Your objective: State the number of lines in the records that contain "Gecko", with no other words.
Entries supplied below:
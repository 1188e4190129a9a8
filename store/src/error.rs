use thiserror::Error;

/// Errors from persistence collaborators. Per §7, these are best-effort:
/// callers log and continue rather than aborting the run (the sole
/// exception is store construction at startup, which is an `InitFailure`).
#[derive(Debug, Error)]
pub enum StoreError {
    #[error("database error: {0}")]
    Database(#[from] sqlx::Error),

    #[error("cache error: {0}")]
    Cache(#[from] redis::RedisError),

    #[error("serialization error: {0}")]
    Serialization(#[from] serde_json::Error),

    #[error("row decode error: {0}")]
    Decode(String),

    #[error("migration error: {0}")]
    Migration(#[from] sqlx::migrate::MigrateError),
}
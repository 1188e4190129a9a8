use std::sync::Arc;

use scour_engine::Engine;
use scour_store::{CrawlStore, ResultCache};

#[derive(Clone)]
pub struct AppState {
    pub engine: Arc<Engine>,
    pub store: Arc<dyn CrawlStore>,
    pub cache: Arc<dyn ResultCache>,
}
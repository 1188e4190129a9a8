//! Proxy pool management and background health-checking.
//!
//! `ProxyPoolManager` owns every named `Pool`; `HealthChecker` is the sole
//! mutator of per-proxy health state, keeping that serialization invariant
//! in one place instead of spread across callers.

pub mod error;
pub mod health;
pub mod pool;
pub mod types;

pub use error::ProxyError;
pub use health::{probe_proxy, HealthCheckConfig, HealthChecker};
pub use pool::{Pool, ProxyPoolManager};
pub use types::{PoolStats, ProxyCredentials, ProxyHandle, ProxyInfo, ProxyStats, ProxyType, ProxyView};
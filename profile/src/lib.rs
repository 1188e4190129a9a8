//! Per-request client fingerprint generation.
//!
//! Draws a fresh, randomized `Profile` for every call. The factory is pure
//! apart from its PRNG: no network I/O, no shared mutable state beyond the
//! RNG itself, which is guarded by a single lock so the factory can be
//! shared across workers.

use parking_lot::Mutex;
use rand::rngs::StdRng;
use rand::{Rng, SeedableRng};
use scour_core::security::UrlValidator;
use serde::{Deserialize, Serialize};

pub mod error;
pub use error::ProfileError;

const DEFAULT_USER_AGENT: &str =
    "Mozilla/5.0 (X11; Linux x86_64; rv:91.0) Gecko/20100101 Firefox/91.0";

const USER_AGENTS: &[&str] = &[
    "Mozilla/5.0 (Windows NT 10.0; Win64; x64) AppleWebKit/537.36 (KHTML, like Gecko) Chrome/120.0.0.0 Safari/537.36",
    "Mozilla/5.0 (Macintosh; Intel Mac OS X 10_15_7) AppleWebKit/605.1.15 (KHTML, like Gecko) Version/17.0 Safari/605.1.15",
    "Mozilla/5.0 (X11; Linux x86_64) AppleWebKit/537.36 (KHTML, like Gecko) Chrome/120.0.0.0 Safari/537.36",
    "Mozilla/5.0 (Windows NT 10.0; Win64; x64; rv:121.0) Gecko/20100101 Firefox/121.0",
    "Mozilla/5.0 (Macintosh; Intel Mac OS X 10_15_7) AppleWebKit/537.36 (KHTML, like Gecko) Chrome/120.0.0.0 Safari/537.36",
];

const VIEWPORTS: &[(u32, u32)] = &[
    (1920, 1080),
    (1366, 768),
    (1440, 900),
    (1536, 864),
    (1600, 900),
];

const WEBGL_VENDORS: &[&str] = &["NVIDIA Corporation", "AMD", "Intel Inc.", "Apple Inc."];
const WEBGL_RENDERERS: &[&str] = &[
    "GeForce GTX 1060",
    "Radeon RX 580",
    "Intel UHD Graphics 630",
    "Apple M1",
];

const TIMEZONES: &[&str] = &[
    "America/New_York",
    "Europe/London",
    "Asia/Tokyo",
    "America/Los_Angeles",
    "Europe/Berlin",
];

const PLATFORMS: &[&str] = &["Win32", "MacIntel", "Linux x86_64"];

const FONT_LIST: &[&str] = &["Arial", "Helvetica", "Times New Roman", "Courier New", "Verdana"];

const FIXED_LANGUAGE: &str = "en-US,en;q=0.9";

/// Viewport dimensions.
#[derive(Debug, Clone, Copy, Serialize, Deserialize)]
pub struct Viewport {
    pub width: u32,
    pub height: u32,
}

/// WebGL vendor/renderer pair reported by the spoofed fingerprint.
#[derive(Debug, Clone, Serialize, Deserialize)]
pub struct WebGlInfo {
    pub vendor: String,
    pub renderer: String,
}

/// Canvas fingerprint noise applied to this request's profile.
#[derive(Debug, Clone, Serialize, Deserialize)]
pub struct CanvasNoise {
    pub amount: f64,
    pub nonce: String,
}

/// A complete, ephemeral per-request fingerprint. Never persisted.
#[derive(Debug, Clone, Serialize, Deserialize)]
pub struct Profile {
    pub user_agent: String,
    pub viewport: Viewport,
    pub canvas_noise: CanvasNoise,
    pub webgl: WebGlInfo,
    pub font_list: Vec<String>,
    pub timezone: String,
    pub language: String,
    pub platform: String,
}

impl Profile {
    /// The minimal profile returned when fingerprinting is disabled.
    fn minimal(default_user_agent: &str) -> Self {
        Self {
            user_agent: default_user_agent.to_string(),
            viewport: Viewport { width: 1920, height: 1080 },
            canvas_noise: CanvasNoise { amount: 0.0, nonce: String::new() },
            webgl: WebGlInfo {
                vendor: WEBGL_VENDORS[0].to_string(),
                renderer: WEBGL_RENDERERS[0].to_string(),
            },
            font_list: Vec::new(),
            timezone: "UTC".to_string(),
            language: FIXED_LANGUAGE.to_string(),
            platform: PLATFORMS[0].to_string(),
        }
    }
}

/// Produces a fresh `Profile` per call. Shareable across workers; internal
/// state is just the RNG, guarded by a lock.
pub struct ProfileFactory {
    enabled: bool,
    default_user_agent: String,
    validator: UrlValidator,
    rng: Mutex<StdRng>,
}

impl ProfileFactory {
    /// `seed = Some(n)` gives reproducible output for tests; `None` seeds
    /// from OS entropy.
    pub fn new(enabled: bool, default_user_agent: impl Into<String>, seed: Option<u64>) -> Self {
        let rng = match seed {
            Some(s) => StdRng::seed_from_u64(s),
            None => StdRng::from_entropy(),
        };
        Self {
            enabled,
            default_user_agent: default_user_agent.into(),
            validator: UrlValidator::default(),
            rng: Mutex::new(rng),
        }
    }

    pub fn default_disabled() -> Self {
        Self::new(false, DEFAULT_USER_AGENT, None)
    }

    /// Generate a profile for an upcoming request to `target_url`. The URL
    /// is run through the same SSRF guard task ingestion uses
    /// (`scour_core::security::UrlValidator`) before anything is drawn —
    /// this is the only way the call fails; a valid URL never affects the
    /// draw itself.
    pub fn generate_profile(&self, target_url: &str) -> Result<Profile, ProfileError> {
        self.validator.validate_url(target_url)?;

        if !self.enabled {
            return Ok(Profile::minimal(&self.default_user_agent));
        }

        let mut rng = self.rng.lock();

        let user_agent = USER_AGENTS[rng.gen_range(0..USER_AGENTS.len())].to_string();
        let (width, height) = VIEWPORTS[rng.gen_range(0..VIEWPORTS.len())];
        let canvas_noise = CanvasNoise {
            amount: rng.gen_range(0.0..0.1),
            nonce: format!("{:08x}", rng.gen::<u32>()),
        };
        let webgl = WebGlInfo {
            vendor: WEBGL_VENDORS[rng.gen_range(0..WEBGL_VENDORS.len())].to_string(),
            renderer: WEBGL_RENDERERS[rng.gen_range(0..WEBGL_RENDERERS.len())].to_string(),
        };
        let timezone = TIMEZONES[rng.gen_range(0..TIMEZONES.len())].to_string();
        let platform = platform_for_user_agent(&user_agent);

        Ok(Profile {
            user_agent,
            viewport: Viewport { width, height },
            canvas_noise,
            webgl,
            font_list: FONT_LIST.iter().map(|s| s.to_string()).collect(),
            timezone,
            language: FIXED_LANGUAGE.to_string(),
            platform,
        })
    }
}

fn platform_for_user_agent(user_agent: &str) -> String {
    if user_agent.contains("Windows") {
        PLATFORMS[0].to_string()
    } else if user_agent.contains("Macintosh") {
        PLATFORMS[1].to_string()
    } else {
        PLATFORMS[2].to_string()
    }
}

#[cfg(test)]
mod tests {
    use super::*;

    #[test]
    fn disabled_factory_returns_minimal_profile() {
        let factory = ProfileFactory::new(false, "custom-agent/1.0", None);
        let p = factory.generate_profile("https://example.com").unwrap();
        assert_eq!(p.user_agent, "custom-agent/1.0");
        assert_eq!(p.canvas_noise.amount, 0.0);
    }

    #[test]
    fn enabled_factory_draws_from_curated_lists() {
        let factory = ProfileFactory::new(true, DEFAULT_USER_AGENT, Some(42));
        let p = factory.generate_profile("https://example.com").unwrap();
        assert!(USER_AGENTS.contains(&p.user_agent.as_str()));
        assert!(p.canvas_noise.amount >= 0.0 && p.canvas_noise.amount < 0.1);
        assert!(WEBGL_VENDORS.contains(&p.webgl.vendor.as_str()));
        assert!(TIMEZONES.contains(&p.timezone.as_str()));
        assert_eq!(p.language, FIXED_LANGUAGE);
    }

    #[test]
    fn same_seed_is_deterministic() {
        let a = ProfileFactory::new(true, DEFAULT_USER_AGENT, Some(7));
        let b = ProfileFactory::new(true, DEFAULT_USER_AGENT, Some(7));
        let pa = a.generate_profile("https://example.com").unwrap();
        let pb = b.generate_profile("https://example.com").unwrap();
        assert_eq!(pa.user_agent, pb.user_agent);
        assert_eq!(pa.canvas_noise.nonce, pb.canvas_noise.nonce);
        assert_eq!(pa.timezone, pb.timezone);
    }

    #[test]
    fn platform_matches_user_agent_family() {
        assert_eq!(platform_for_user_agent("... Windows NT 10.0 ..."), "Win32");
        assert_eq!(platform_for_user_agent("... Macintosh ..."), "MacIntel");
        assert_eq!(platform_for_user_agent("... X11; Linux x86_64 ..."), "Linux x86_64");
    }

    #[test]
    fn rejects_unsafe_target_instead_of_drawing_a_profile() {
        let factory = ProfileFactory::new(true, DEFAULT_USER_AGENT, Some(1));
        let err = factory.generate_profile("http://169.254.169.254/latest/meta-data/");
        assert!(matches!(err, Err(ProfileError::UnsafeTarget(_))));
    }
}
End of Entries supplied.
Problem solution: 6